Monastic History Hull and East Riding 8.

(The second source of evidence on Meaux Abbey) – surviving cartularies from the 14th and 15th centuries in the national archives (cartularies were recordings of land holdings at the time).
Meaux Cistercian Abbey was founded in the 12th century (s.p.b.) by William Le Gros a second generation Norman baron and Earl of York, but only by default. Abbot Burton tells the story of how William had allocated the area as a hunting park having purchased the land from John of Melsa for that purpose (Melsa seems to have been a depopulated hamlet by the mid 12th century as it was listed in the Domesday Survey,1086). However, it seems that William laboured under a feeling of guilt at having not visited the Holy Land, and maybe taken part in the Second Crusade (1140s), as he had promised to do and so he was persuaded to endow a Cistercian abbey on the land instead as a tangible sign to God of his contrition.
Meaux Abbey would not have been stone-built initially and at first would have comprised a wood-built communal hall and chapel only.

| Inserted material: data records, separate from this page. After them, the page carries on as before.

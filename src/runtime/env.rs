//! Environment variable access.

use std::env;

use super::RealRuntime;

impl RealRuntime {
    #[tracing::instrument(skip(self))]
    pub(crate) fn env_var_impl(&self, key: &str) -> Result<String, env::VarError> {
        env::var(key)
    }
}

The area was wet carr-land so the monks prioritised plans to tame the environment before concern for grand buildings. William donated further land to the Abbey as did other lords of manors. By this means the Abbey acquired stone quarries in Brough and Brantingham and were thus eventually able to start building in stone transported down the Humber Estuary and up the River Hull (June Sheppard detailed the construction of drainage/transport channels leading to and from the River Hull in her E.Y.L.H.S. booklet The Draining of the Hull Valley, 1958, reprinted 1976).
Whereas the history of Meaux Abbey is more evidenced by documentary sources rather than standing ruins that is not the case at Swine, the site of its sister Cistercian nunnery. The picture above is relevant to this and will be repeated for the next blog.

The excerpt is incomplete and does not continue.